Rapid industrialization in the late 19th century propelled America to the economic forefront among nations and laid the foundation for its political and military preeminence in the century to come. It also generated a new transnational impulse, one where America followed a highly distinctive path that was largely laid out by Congress (and also the state legislatures, but Mayhew omits them). The Gilded Age was an unsettling time, marked by the appearance of behemoth financial, industrial, and transportation corporations, spectacular personal fortunes, urbanization, and labor agitation. It gave birth to a mélange of political counter-movements and ideologies. Elsewhere, the ones with staying power were socialism and Marxism; less theorized or systematic schemes of government ownership of utilities and large industries; and aloof, Max Weber-style state bureaucracies—all executive-centered in conception and operation.
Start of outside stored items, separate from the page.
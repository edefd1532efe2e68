//! JSON-lines journal backing [`super::LocalLog`].
//!
//! Every mutation is appended as one line and synced before it is applied in
//! memory. On open the journal is replayed; a torn final line (crash mid-write)
//! is skipped and cut off the file so later writes start on a clean line.
//! [`Journal::rewrite`] replaces the file with a compacted snapshot.

use super::LogError;
use base64::{engine::general_purpose::STANDARD, Engine};
use chrono::{DateTime, Utc};
use serde::{Deserialize, Serialize};
use std::fs::{self, File, OpenOptions};
use std::io::Write;
use std::path::{Path, PathBuf};
use tracing::warn;

const JOURNAL_FILE: &str = "log.journal";
const SNAPSHOT_FILE: &str = "log.journal.tmp";

#[derive(Debug, Clone, PartialEq, Eq, Serialize, Deserialize)]
#[serde(tag = "type", rename_all = "snake_case")]
pub enum JournalEntry {
    Append {
        topic: String,
        partition: i32,
        offset: i64,
        /// Base64 (standard alphabet).
        key: String,
        value: String,
        appended_at: DateTime<Utc>,
    },
    Commit {
        group: String,
        topic: String,
        partition: i32,
        offset: i64,
    },
    Trim {
        topic: String,
        partition: i32,
        log_start: i64,
    },
}

impl JournalEntry {
    pub fn append(
        topic: &str,
        partition: i32,
        offset: i64,
        key: &[u8],
        value: &[u8],
        appended_at: DateTime<Utc>,
    ) -> Self {
        JournalEntry::Append {
            topic: topic.to_string(),
            partition,
            offset,
            key: STANDARD.encode(key),
            value: STANDARD.encode(value),
            appended_at,
        }
    }
}

/// Decode the base64 payload of a replayed `Append` entry.
pub fn decode_bytes(encoded: &str) -> Result<Vec<u8>, LogError> {
    STANDARD
        .decode(encoded)
        .map_err(|e| LogError::Io(format!("corrupt journal payload: {e}")))
}

pub struct Journal {
    dir: PathBuf,
    file: File,
    /// Entries currently in the file.
    lines: usize,
}

/// What replay found in an existing journal file.
#[derive(Debug, Default)]
struct Replayed {
    entries: Vec<JournalEntry>,
    /// Bytes up to and including the last entry that parsed.
    valid_len: u64,
    /// The last good entry was written without its trailing newline.
    missing_newline: bool,
}

impl Journal {
    /// Open (creating if needed) the journal in `dir` and return the entries
    /// it already holds, oldest first.
    pub fn open(dir: &Path) -> Result<(Self, Vec<JournalEntry>), LogError> {
        fs::create_dir_all(dir).map_err(io_err)?;
        let path = dir.join(JOURNAL_FILE);

        let replayed = if path.exists() {
            read_entries(&path)?
        } else {
            Replayed::default()
        };

        let mut file = OpenOptions::new()
            .create(true)
            .append(true)
            .open(&path)
            .map_err(io_err)?;

        let on_disk = file.metadata().map_err(io_err)?.len();
        if on_disk > replayed.valid_len {
            warn!(
                target: "provisioner.log",
                discarded_bytes = on_disk - replayed.valid_len,
                "Truncating torn journal tail"
            );
            file.set_len(replayed.valid_len).map_err(io_err)?;
        }
        if replayed.missing_newline {
            file.write_all(b"\n").map_err(io_err)?;
        }
        if on_disk > replayed.valid_len || replayed.missing_newline {
            file.sync_data().map_err(io_err)?;
        }

        Ok((
            Self {
                dir: dir.to_path_buf(),
                file,
                lines: replayed.entries.len(),
            },
            replayed.entries,
        ))
    }

    pub fn lines(&self) -> usize {
        self.lines
    }

    pub fn write(&mut self, entry: &JournalEntry) -> Result<(), LogError> {
        let mut line =
            serde_json::to_vec(entry).map_err(|e| LogError::Io(format!("encode entry: {e}")))?;
        line.push(b'\n');
        self.file.write_all(&line).map_err(io_err)?;
        self.file.sync_data().map_err(io_err)?;
        self.lines += 1;
        Ok(())
    }

    /// Replace the journal with `entries`. Written to a temporary file first
    /// and renamed over the live journal.
    pub fn rewrite(&mut self, entries: &[JournalEntry]) -> Result<(), LogError> {
        let tmp_path = self.dir.join(SNAPSHOT_FILE);
        let path = self.dir.join(JOURNAL_FILE);

        {
            let mut tmp = File::create(&tmp_path).map_err(io_err)?;
            for entry in entries {
                let mut line = serde_json::to_vec(entry)
                    .map_err(|e| LogError::Io(format!("encode entry: {e}")))?;
                line.push(b'\n');
                tmp.write_all(&line).map_err(io_err)?;
            }
            tmp.sync_all().map_err(io_err)?;
        }

        fs::rename(&tmp_path, &path).map_err(io_err)?;
        self.file = OpenOptions::new()
            .append(true)
            .open(&path)
            .map_err(io_err)?;
        self.lines = entries.len();
        Ok(())
    }
}

fn read_entries(path: &Path) -> Result<Replayed, LogError> {
    let bytes = fs::read(path).map_err(io_err)?;
    let mut replayed = Replayed::default();
    let mut consumed = 0u64;

    let mut lines = bytes.split_inclusive(|b| *b == b'\n').enumerate().peekable();
    while let Some((index, raw)) = lines.next() {
        consumed += raw.len() as u64;
        let is_last = lines.peek().is_none();
        let line = raw.strip_suffix(b"\n");
        let terminated = line.is_some();
        let line = line.unwrap_or(raw);

        if line.iter().all(u8::is_ascii_whitespace) {
            if terminated {
                replayed.valid_len = consumed;
                replayed.missing_newline = false;
            }
            continue;
        }

        match serde_json::from_slice::<JournalEntry>(line) {
            Ok(entry) => {
                replayed.entries.push(entry);
                replayed.valid_len = consumed;
                replayed.missing_newline = !terminated;
            }
            Err(e) if is_last => {
                warn!(
                    target: "provisioner.log",
                    error = %e,
                    "Skipping torn journal entry at end of file"
                );
            }
            Err(e) => {
                return Err(LogError::Io(format!(
                    "corrupt journal entry at line {}: {e}",
                    index + 1
                )));
            }
        }
    }
    Ok(replayed)
}

fn io_err(e: std::io::Error) -> LogError {
    LogError::Io(e.to_string())
}
//! Signup event publisher.
//!
//! Appends one record per signup, keyed and valued by the user's identity.
//! No lookups, no validation and no internal retry: the caller decides what a
//! publish failure means, and signup handlers use
//! [`SignupPublisher::publish_best_effort`] so that signup never fails on it.

use crate::errors::PipelineError;
use crate::log::{EventLog, RecordPosition};
use crate::observability::hash_for_correlation;
use crate::observability::metrics::record_publish;
use std::sync::Arc;
use tracing::{debug, instrument, warn};

#[derive(Clone)]
pub struct SignupPublisher {
    log: Arc<dyn EventLog>,
    topic: String,
}

impl SignupPublisher {
    pub fn new(log: Arc<dyn EventLog>, topic: impl Into<String>) -> Self {
        Self {
            log,
            topic: topic.into(),
        }
    }

    pub fn topic(&self) -> &str {
        &self.topic
    }

    /// Append a signup notification for `identity`.
    ///
    /// # Errors
    ///
    /// Log errors are returned as-is after classification; nothing is retried.
    #[instrument(skip_all, name = "provisioner.publisher.publish")]
    pub async fn publish(&self, identity: &str) -> Result<RecordPosition, PipelineError> {
        let bytes = identity.as_bytes();
        match self.log.append(&self.topic, bytes, bytes).await {
            Ok(position) => {
                record_publish("success");
                debug!(
                    target: "provisioner.publisher",
                    identity_hash = %hash_for_correlation(identity),
                    partition = position.partition,
                    offset = position.offset,
                    "Published signup event"
                );
                Ok(position)
            }
            Err(e) => {
                record_publish("error");
                Err(PipelineError::from(e))
            }
        }
    }

    /// Publish, logging and swallowing any failure.
    pub async fn publish_best_effort(&self, identity: &str) -> Option<RecordPosition> {
        match self.publish(identity).await {
            Ok(position) => Some(position),
            Err(e) => {
                warn!(
                    target: "provisioner.publisher",
                    identity_hash = %hash_for_correlation(identity),
                    error = %e,
                    "Failed to publish signup event; signup continues without a provisioned token"
                );
                None
            }
        }
    }
}
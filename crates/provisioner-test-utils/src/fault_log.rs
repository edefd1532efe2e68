//! Fault-injecting [`EventLog`] wrapper.
//!
//! Delegates to an inner log, failing the next N fetches or commits with
//! `LogError::Unavailable`, the way a flapping broker connection would.
//! Successful commits are recorded in order.

use provisioner::log::{
    EventLog, FetchRequest, GroupPosition, LogError, LogRecord, RecordPosition,
};
use std::sync::atomic::{AtomicU32, AtomicU64, Ordering};
use std::sync::{Arc, Mutex, PoisonError};

pub struct FaultyLog {
    inner: Arc<dyn EventLog>,
    fail_fetches: AtomicU32,
    fail_commits: AtomicU32,
    fail_appends: AtomicU32,
    commit_calls: AtomicU64,
    commits: Mutex<Vec<(i32, i64)>>,
}

impl FaultyLog {
    pub fn new(inner: Arc<dyn EventLog>) -> Self {
        Self {
            inner,
            fail_fetches: AtomicU32::new(0),
            fail_commits: AtomicU32::new(0),
            fail_appends: AtomicU32::new(0),
            commit_calls: AtomicU64::new(0),
            commits: Mutex::new(Vec::new()),
        }
    }

    pub fn inner(&self) -> Arc<dyn EventLog> {
        Arc::clone(&self.inner)
    }

    pub fn fail_next_fetches(&self, n: u32) {
        self.fail_fetches.store(n, Ordering::SeqCst);
    }

    pub fn fail_next_commits(&self, n: u32) {
        self.fail_commits.store(n, Ordering::SeqCst);
    }

    pub fn fail_next_appends(&self, n: u32) {
        self.fail_appends.store(n, Ordering::SeqCst);
    }

    /// Commit calls that reached the wrapper, failed ones included.
    pub fn commit_calls(&self) -> u64 {
        self.commit_calls.load(Ordering::SeqCst)
    }

    /// `(partition, offset)` of every commit the inner log accepted, in call
    /// order.
    pub fn committed_sequence(&self) -> Vec<(i32, i64)> {
        self.commits
            .lock()
            .unwrap_or_else(PoisonError::into_inner)
            .clone()
    }

    fn take(counter: &AtomicU32, what: &str) -> Result<(), LogError> {
        let injected = counter
            .fetch_update(Ordering::SeqCst, Ordering::SeqCst, |n| n.checked_sub(1))
            .is_ok();
        if injected {
            return Err(LogError::Unavailable(format!("injected {what} failure")));
        }
        Ok(())
    }
}

#[async_trait::async_trait]
impl EventLog for FaultyLog {
    async fn append(
        &self,
        topic: &str,
        key: &[u8],
        value: &[u8],
    ) -> Result<RecordPosition, LogError> {
        Self::take(&self.fail_appends, "append")?;
        self.inner.append(topic, key, value).await
    }

    async fn fetch(&self, request: &FetchRequest) -> Result<Vec<LogRecord>, LogError> {
        Self::take(&self.fail_fetches, "fetch")?;
        self.inner.fetch(request).await
    }

    async fn commit(
        &self,
        group: &str,
        topic: &str,
        partition: i32,
        offset: i64,
    ) -> Result<(), LogError> {
        self.commit_calls.fetch_add(1, Ordering::SeqCst);
        Self::take(&self.fail_commits, "commit")?;
        self.inner.commit(group, topic, partition, offset).await?;
        self.commits
            .lock()
            .unwrap_or_else(PoisonError::into_inner)
            .push((partition, offset));
        Ok(())
    }

    async fn committed(
        &self,
        group: &str,
        topic: &str,
        partition: i32,
    ) -> Result<Option<i64>, LogError> {
        self.inner.committed(group, topic, partition).await
    }

    async fn group_positions(
        &self,
        topic: &str,
        partition: i32,
    ) -> Result<Vec<GroupPosition>, LogError> {
        self.inner.group_positions(topic, partition).await
    }

    async fn earliest_offset(&self, topic: &str, partition: i32) -> Result<i64, LogError> {
        self.inner.earliest_offset(topic, partition).await
    }

    async fn latest_offset(&self, topic: &str, partition: i32) -> Result<i64, LogError> {
        self.inner.latest_offset(topic, partition).await
    }

    async fn delete_records(
        &self,
        topic: &str,
        partition: i32,
        before: i64,
    ) -> Result<i64, LogError> {
        self.inner.delete_records(topic, partition, before).await
    }

    async fn partitions(&self, topic: &str) -> Result<Vec<i32>, LogError> {
        self.inner.partitions(topic).await
    }

    async fn close(&self) -> Result<(), LogError> {
        self.inner.close().await
    }
}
The American response was sui generis: regulation by “independent” commissions, trust-busting, and highly progressive taxation.

These were congressional constructs, beginning with Sherman’s Interstate Commerce Commission and Antitrust statute, and it showed. They were democratic and ameliorative rather than revolutionary, grounded not in any highfalutin theory but rather in low-down popular sentiments—opposition to monopolies (either break them up or see that they take care of farmers, laborers, and consumers), and a desire to take the rich down a peg or two. In structure and enforcement, the tax programs were soaked in politics, and the regulatory programs porous to all manner of influence. They featured precious little of the executive-centered “instrumental rationality” propounded in Progressive essays and speeches. The “independent” regulatory commissions, for example, were independent of the executive branch: they were mini-legislatures with proportional representation, reporting directly to Congress.

The late-19th century presidents, passive in the face of these developments, signed the bills with little notice. When Theodore Roosevelt and Woodrow Wilson arrived at the scene, they were on board with rhetoric and enforcement but left most of the heavy policy lifting to Congress. The Federal Reserve Act of 1913, supposedly Wilson’s greatest Progressive achievement, was a thoroughly legislative creation—an “independent” institution with designed-in roles for banks and regional interests. The New Deal was executive-led but adopted Congress’s regulatory-commission template, and some of it—labor regulation and bank deposit insurance—was conceived and designed on Capitol Hill (and not much to FDR’s liking). Much later, the numerous 1970s programs of health, safety, and environmental regulation were almost entirely congressional initiatives. Racial preferences, however, were executive-bureaucratic enterprises—led first and tentatively by LBJ, then energetically by Richard Nixon—incongruously displacing Congress’s 1960s antidiscrimination programs.

Mayhew’s account of America’s early and continuing tax progressivism, and the eventual consequences for our welfare state, is an arresting story of path dependence. (Here and in his assessment of business regulation, he relies on the groundbreaking work, The Land of Too Much [2012], by Northwestern University sociologist Monica Prasad.) During the quarter-century 1894–1918, Congress introduced income, estate, and “excess profits” taxation by pertinacious fits and starts, including a constitutional amendment. The tax structure was extraordinarily progressive by international standards and remained so for most of the 20th century. Mayhew quotes economist Thomas Piketty’s verdict that “very high taxes on the very rich” were “invented in the United States.”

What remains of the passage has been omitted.